A Useful Review: The Men Who Stare at Goats, 2009, dir. Grant Heslov

men-who-stare-at-goats-poster

Alright, imagine that in the 80’s, the US government sanctioned the implementation of an Army regiment trained using New Age hippie tactics and placing emphasis on the paranormal. These soldiers were taught the art of remote viewing (the ability to gather information about unseen or far away targets through extra-sensory perception), and it was hoped that they ultimately could learn how to turn invisible and walk through solid matter, making them powerful psychic spies, Jedi warriors, warrior monks, and so on. Got all that? Good. Now imagine that what I just wrote out is actually based in reality. Are you still with me?

The Men Who Stare at Goats purports to tell the story of the New Earth Army, a group of soldiers trained with the goal of becoming supernatural soldiers for the United States of America. And while it is grounded in something close to fact, it’s hard to tell how much the movie embellishes upon the ideas and information yielded by its source material, a book of the same name by Welsh-born Gonzo journalist Jon Ronson. (According to the book, it was absolutely believed that these soldiers could learn to not only walk through walls with the correct preparation of mind, but also, as the title references, kill goats by staring at them.)
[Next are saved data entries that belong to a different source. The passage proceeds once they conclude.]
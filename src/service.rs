//! Build service: ties admission, supervision, and pipelines together.
//!
//! One request is one admission attempt plus one pipeline run. The slot is
//! held for exactly the duration of the pipeline (RAII guard), the build's
//! kill flag is attached to the slot so watchdog reclamation stops the
//! subprocess, and every progress event doubles as a slot-activity bump.

use std::path::PathBuf;
use std::sync::atomic::AtomicBool;
use std::sync::Arc;

use chrono::Utc;
use serde::Serialize;
use tracing::{error, info, warn};
use uuid::Uuid;

use crate::config::LaneConfig;
use crate::error::{LaneError, LaneResult};
use crate::governor::BuildGovernor;
use crate::pipeline::scaffold::{ProjectScaffolder, TemplateSpec};
use crate::pipeline::{archive, template, BuildContext, ProjectKind};
use crate::progress::ProgressSender;

/// What to build.
#[derive(Debug, Clone)]
pub enum BuildJob {
    /// Scaffold from the configured template and compile with Gradle.
    Templated { spec: TemplateSpec },
    /// Extract an uploaded archive and compile with its native toolchain.
    Archive {
        kind: ProjectKind,
        archive: PathBuf,
        label: String,
    },
}

impl BuildJob {
    fn label(&self) -> &str {
        match self {
            BuildJob::Templated { spec } => &spec.app_name,
            BuildJob::Archive { label, .. } => label,
        }
    }
}

/// One build request from one requester.
#[derive(Debug, Clone)]
pub struct BuildRequest {
    /// Stable requester identity; the admission key.
    pub requester: String,
    pub job: BuildJob,
}

/// Machine-readable record of a finished build, written next to the logs.
#[derive(Debug, Serialize)]
struct BuildSummary<'a> {
    requester: &'a str,
    label: &'a str,
    outcome: &'static str,
    error_kind: Option<&'static str>,
    artifact: Option<&'a str>,
    detail: Option<String>,
    finished_at: String,
}

/// Front door for builds.
pub struct BuildService {
    config: LaneConfig,
    governor: Arc<BuildGovernor>,
    scaffolder: Arc<dyn ProjectScaffolder>,
}

impl BuildService {
    pub fn new(
        config: LaneConfig,
        governor: Arc<BuildGovernor>,
        scaffolder: Arc<dyn ProjectScaffolder>,
    ) -> Self {
        Self {
            config,
            governor,
            scaffolder,
        }
    }

    pub fn governor(&self) -> &Arc<BuildGovernor> {
        &self.governor
    }

    /// Run one build to completion with a fresh kill flag.
    pub fn submit(&self, request: &BuildRequest, progress: ProgressSender) -> LaneResult<PathBuf> {
        self.submit_with_cancel(request, progress, Arc::new(AtomicBool::new(false)))
    }

    /// Run one build to completion. `cancel` is shared with the supervised
    /// subprocesses and with the governor slot, so both an external signal
    /// handler and watchdog reclamation can stop the build.
    pub fn submit_with_cancel(
        &self,
        request: &BuildRequest,
        progress: ProgressSender,
        cancel: Arc<AtomicBool>,
    ) -> LaneResult<PathBuf> {
        let guard = self
            .governor
            .admit(&request.requester)
            .map_err(|reason| LaneError::AdmissionRefused {
                requester: request.requester.clone(),
                reason,
            })?;
        self.governor
            .attach_cancel_handle(&request.requester, Arc::clone(&cancel));

        // Every progress event proves the build is alive.
        let progress = {
            let governor = Arc::clone(&self.governor);
            let requester = request.requester.clone();
            progress.observed(move || governor.update_activity(Some(&requester)))
        };

        info!(requester = %request.requester, label = %request.job.label(), "build started");
        let ctx = BuildContext::new(self.config.clone(), progress, cancel);
        let result = match &request.job {
            BuildJob::Templated { spec } => {
                template::run_templated(&ctx, spec, self.scaffolder.as_ref())
            }
            BuildJob::Archive {
                kind,
                archive,
                label,
            } => archive::run_archive(&ctx, *kind, archive, label),
        };

        match &result {
            Ok(artifact) => {
                info!(requester = %request.requester, artifact = %artifact.display(), "build succeeded")
            }
            Err(e) => {
                error!(requester = %request.requester, kind = e.kind(), "build failed: {e}")
            }
        }
        self.write_summary(request, &result);

        drop(guard);
        result
    }

    /// Record the outcome as JSON next to the build logs. Best-effort and
    /// write-then-rename, so readers never see a partial file.
    fn write_summary(&self, request: &BuildRequest, result: &LaneResult<PathBuf>) {
        let artifact_display = result.as_ref().ok().map(|p| p.display().to_string());
        let summary = BuildSummary {
            requester: &request.requester,
            label: request.job.label(),
            outcome: if result.is_ok() { "success" } else { "failure" },
            error_kind: result.as_ref().err().map(|e| e.kind()),
            artifact: artifact_display.as_deref(),
            detail: result.as_ref().err().map(|e| e.to_string()),
            finished_at: Utc::now().to_rfc3339(),
        };

        if let Err(e) = self.persist_summary(&summary) {
            warn!(requester = %request.requester, "failed to write build summary: {e}");
        }
    }

    fn persist_summary(&self, summary: &BuildSummary<'_>) -> LaneResult<()> {
        std::fs::create_dir_all(&self.config.log_dir)?;
        let name = format!(
            "summary-{}-{}.json",
            Utc::now().format("%Y%m%dT%H%M%S"),
            Uuid::new_v4().simple()
        );
        let target = self.config.log_dir.join(name);
        let tmp = target.with_extension("json.tmp");
        let json = serde_json::to_vec_pretty(summary)
            .map_err(|e| LaneError::Config(format!("summary serialization failed: {e}")))?;
        std::fs::write(&tmp, json)?;
        std::fs::rename(&tmp, &target)?;
        Ok(())
    }
}

#[cfg(test)]
mod tests {
    use super::*;
    use crate::progress;
    use std::path::Path;
    use tempfile::TempDir;

    struct FailingScaffolder;

    impl ProjectScaffolder for FailingScaffolder {
        fn scaffold(&self, _spec: &TemplateSpec, _into: &Path) -> LaneResult<PathBuf> {
            Err(LaneError::Config("no template".to_string()))
        }
    }

    fn service(root: &Path) -> BuildService {
        let config = LaneConfig {
            work_root: root.join("work"),
            output_dir: root.join("out"),
            log_dir: root.join("logs"),
            ..LaneConfig::default()
        };
        let governor = Arc::new(BuildGovernor::from_config(&config));
        BuildService::new(config, governor, Arc::new(FailingScaffolder))
    }

    fn templated_request(requester: &str) -> BuildRequest {
        BuildRequest {
            requester: requester.to_string(),
            job: BuildJob::Templated {
                spec: TemplateSpec {
                    app_name: "Demo".to_string(),
                    site_url: "https://example.com".to_string(),
                },
            },
        }
    }

    #[test]
    fn test_failed_build_releases_slot() {
        let root = TempDir::new().unwrap();
        let svc = service(root.path());

        let err = svc
            .submit(&templated_request("alice"), progress::sink())
            .unwrap_err();
        assert!(matches!(err, LaneError::Config(_)));
        // The slot must be free again after the failure.
        assert_eq!(svc.governor().active_count(), 0);
    }

    #[test]
    fn test_failed_build_writes_summary() {
        let root = TempDir::new().unwrap();
        let svc = service(root.path());
        let _ = svc.submit(&templated_request("alice"), progress::sink());

        let summaries: Vec<_> = std::fs::read_dir(root.path().join("logs"))
            .unwrap()
            .filter_map(Result::ok)
            .filter(|e| {
                let name = e.file_name();
                let name = name.to_string_lossy();
                name.starts_with("summary-") && name.ends_with(".json")
            })
            .collect();
        assert_eq!(summaries.len(), 1);

        let text = std::fs::read_to_string(summaries[0].path()).unwrap();
        let parsed: serde_json::Value = serde_json::from_str(&text).unwrap();
        assert_eq!(parsed["outcome"], "failure");
        assert_eq!(parsed["requester"], "alice");
        assert_eq!(parsed["error_kind"], "CONFIG");
    }

    #[test]
    fn test_missing_archive_is_archive_error() {
        let root = TempDir::new().unwrap();
        let svc = service(root.path());
        let request = BuildRequest {
            requester: "bob".to_string(),
            job: BuildJob::Archive {
                kind: ProjectKind::Gradle,
                archive: root.path().join("absent.zip"),
                label: "upload".to_string(),
            },
        };

        let err = svc.submit(&request, progress::sink()).unwrap_err();
        assert!(matches!(err, LaneError::Archive(_)));
        assert_eq!(svc.governor().active_count(), 0);
    }
}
We’re introduced to the wide world of paranormal military tactics by a cast including audience stand-in Ewan McGregor, the ubiquitous George Clooney, slimeball Kevin Spacey, and the incomparable Jeff Bridges. Recapping, we have an incredible cast telling a story with a premise so batty and off-the-wall that it would be gleefully bonkers even if it wasn’t based on something relatively factual. So the question is, is it any good?

Surprisingly, no.

The Men Who Stare at Goats isn’t a truly terrible movie; it’s pointedly mediocre. For any other movie this wouldn’t so much be a problem, but in the case of a film with such potential as this one, it’s sort of a crime. The concept alone is pure gold, and the cast is rock solid; aspects of the story are somewhat timely given current world affairs. So where does the film go wrong? In truth it’s hard to determine which symptom is the root cause of its inadequacy, as the film is so jumbled and unpolished that it would be easy to argue that one element is to blame as much as the next.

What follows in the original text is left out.